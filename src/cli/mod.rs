use clap::Parser;

#[derive(Parser, Debug, Clone)]
#[command(author, version, about, long_about = None)]
pub struct Args {
    // --- Server Args ---
    /// Host address and port for the relay to listen on.
    #[arg(long, env = "SERVER_ADDR", default_value = "127.0.0.1:3000")]
    pub server_addr: String,

    /// Optional path to the TLS certificate file (PEM format). Requires --tls-key-path.
    #[arg(long, env = "TLS_CERT_PATH")]
    pub tls_cert_path: Option<String>,

    /// Optional path to the TLS private key file (PEM format). Requires --tls-cert-path.
    #[arg(long, env = "TLS_KEY_PATH")]
    pub tls_key_path: Option<String>,

    #[arg(long, env = "ENABLE_TLS", default_value = "false")]
    pub enable_tls: bool,

    // --- SoulGraph Upstream Args ---
    /// Base URL of the SoulGraph API.
    #[arg(long, env = "API_URL", default_value = "http://localhost:8000")]
    pub api_url: String,

    /// Version prefix prepended to every SoulGraph path.
    #[arg(long, env = "API_PREFIX", default_value = "/v0")]
    pub api_prefix: String,

    /// Static bearer token sent to SoulGraph. Takes precedence over --mock-auth.
    #[arg(long, env = "UPSTREAM_TOKEN")]
    pub upstream_token: Option<String>,

    /// Sign a mock Supabase JWT for the test user and send it to SoulGraph.
    #[arg(long, env = "MOCK_AUTH", default_value = "false")]
    pub mock_auth: bool,

    /// Secret for the mock JWT. Falls back to the service-role key signature, then a fixed test secret.
    #[arg(long, env = "MOCK_JWT_SECRET")]
    pub mock_jwt_secret: Option<String>,

    /// Timeout in seconds for connecting and for non-streaming upstream calls.
    #[arg(long, env = "REQUEST_TIMEOUT_SECS", default_value = "30")]
    pub request_timeout_secs: u64,

    /// Owner recorded on mirrored threads when the request carries no user_id.
    #[arg(long, env = "DEFAULT_USER_ID", default_value = "test-user-123")]
    pub default_user_id: String,

    /// System prompt used when a request does not carry one.
    #[arg(long, env = "DEFAULT_SYSTEM_PROMPT", default_value = "You are a helpful assistant.")]
    pub default_system_prompt: String,

    // --- OpenAI Args ---
    /// API key for OpenAI. The /api/openai route is disabled when empty.
    #[arg(long, env = "OPENAI_API_KEY", default_value = "")]
    pub openai_api_key: String,

    /// Model name for chat completion (e.g., gpt-3.5-turbo, gpt-4o)
    #[arg(long, env = "OPENAI_MODEL")]
    pub openai_model: Option<String>,

    /// Base URL for the OpenAI API (e.g., https://api.openai.com/v1)
    #[arg(long, env = "OPENAI_BASE_URL")]
    pub openai_base_url: Option<String>,

    // --- Mirror Args ---
    /// Mirror datastore type (supabase, memory, none)
    #[arg(long, env = "MIRROR_TYPE", default_value = "none")]
    pub mirror_type: String,

    /// Supabase project URL (e.g., https://abcd.supabase.co)
    #[arg(long, env = "SUPABASE_URL")]
    pub supabase_url: Option<String>,

    /// Supabase service-role key used for mirror writes.
    #[arg(long, env = "SUPABASE_SERVICE_ROLE_KEY", default_value = "")]
    pub supabase_service_role_key: String,

    /// Table holding mirrored threads.
    #[arg(long, env = "SUPABASE_TABLE", default_value = "chat_threads")]
    pub supabase_table: String,

    // --- General App Args ---
    /// Enable debug logging/output
    #[arg(long, env = "DEBUG", default_value = "false")]
    pub debug: bool,
}

impl Args {
    pub fn tls_paths(&self) -> Option<(&str, &str)> {
        if !self.enable_tls {
            return None;
        }
        match (&self.tls_cert_path, &self.tls_key_path) {
            (Some(cert), Some(key)) => Some((cert.as_str(), key.as_str())),
            _ => None,
        }
    }
}
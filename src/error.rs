use std::fmt;
use thiserror::Error;

#[derive(Debug, Clone, Copy, PartialEq, Eq)]
pub enum UpstreamErrorKind {
    Timeout,
    HttpStatus(u16),
    Network,
    Unknown,
}

impl fmt::Display for UpstreamErrorKind {
    fn fmt(&self, f: &mut fmt::Formatter<'_>) -> fmt::Result {
        match self {
            UpstreamErrorKind::Timeout => write!(f, "timeout"),
            UpstreamErrorKind::HttpStatus(code) => write!(f, "http status {}", code),
            UpstreamErrorKind::Network => write!(f, "network"),
            UpstreamErrorKind::Unknown => write!(f, "unknown"),
        }
    }
}

/// Failure talking to an upstream service. Built where the call is made and
/// only matched on `kind` afterwards.
#[derive(Debug, Clone, Error)]
#[error("upstream {kind}: {detail}")]
pub struct UpstreamError {
    pub kind: UpstreamErrorKind,
    pub detail: String,
}

impl UpstreamError {
    pub fn new(kind: UpstreamErrorKind, detail: impl Into<String>) -> Self {
        Self { kind, detail: detail.into() }
    }

    pub fn status(code: u16, detail: impl Into<String>) -> Self {
        Self::new(UpstreamErrorKind::HttpStatus(code), detail)
    }

    pub fn unknown(detail: impl Into<String>) -> Self {
        Self::new(UpstreamErrorKind::Unknown, detail)
    }

    pub fn is_unreachable(&self) -> bool {
        matches!(self.kind, UpstreamErrorKind::Timeout | UpstreamErrorKind::Network)
    }

    /// Reads a non-2xx response, keeping the upstream's `error` (or `detail`)
    /// field when the body is JSON.
    pub async fn from_response(resp: reqwest::Response) -> Self {
        let code = resp.status().as_u16();
        let body = resp.text().await.unwrap_or_default();
        let detail = serde_json
            ::from_str::<serde_json::Value>(&body)
            .ok()
            .and_then(|v| {
                v.get("error")
                    .or_else(|| v.get("detail"))
                    .and_then(|e| e.as_str().map(str::to_owned))
            })
            .unwrap_or_default();
        Self::status(code, detail)
    }
}

impl From<reqwest::Error> for UpstreamError {
    fn from(err: reqwest::Error) -> Self {
        let kind = if err.is_timeout() {
            UpstreamErrorKind::Timeout
        } else if let Some(status) = err.status() {
            UpstreamErrorKind::HttpStatus(status.as_u16())
        } else if err.is_connect() || err.is_request() || err.is_body() {
            UpstreamErrorKind::Network
        } else {
            UpstreamErrorKind::Unknown
        };
        Self::new(kind, err.to_string())
    }
}

impl From<serde_json::Error> for UpstreamError {
    fn from(err: serde_json::Error) -> Self {
        Self::unknown(format!("malformed payload: {}", err))
    }
}

#[derive(Debug, Error)]
pub enum MirrorError {
    #[error("mirror request failed: {0}")]
    Request(String),
    #[error("mirror returned {status}: {body}")]
    Status {
        status: u16,
        body: String,
    },
    #[error("mirror payload could not be read: {0}")]
    Decode(String),
    #[error("realtime channel error: {0}")]
    Channel(String),
}

impl From<reqwest::Error> for MirrorError {
    fn from(err: reqwest::Error) -> Self {
        if err.is_decode() {
            MirrorError::Decode(err.to_string())
        } else {
            MirrorError::Request(err.to_string())
        }
    }
}

impl From<serde_json::Error> for MirrorError {
    fn from(err: serde_json::Error) -> Self {
        MirrorError::Decode(err.to_string())
    }
}

/// Errors seen by the chat client library.
#[derive(Debug, Error)]
pub enum ClientError {
    #[error("{0}")]
    Upstream(#[from] UpstreamError),
    #[error("stream error: {0}")]
    Stream(String),
    #[error("a message is already being sent")]
    Busy,
    #[error("message is empty")]
    EmptyMessage,
}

★ ★ ★ ★ ★

- **What this task involves**:
Above are the records; from them, give again exactly the lines from the one containing "(e.g., gpt-3.5-turbo, gpt-4o)" to the one containing "--- Mirror Args", both lines included, and nothing more.

- **Response**:
    /// Model name for chat completion (e.g., gpt-3.5-turbo, gpt-4o)
    #[arg(long, env = "OPENAI_MODEL")]
    pub openai_model: Option<String>,

    /// Base URL for the OpenAI API (e.g., https://api.openai.com/v1)
    #[arg(long, env = "OPENAI_BASE_URL")]
    pub openai_base_url: Option<String>,

    // --- Mirror Args ---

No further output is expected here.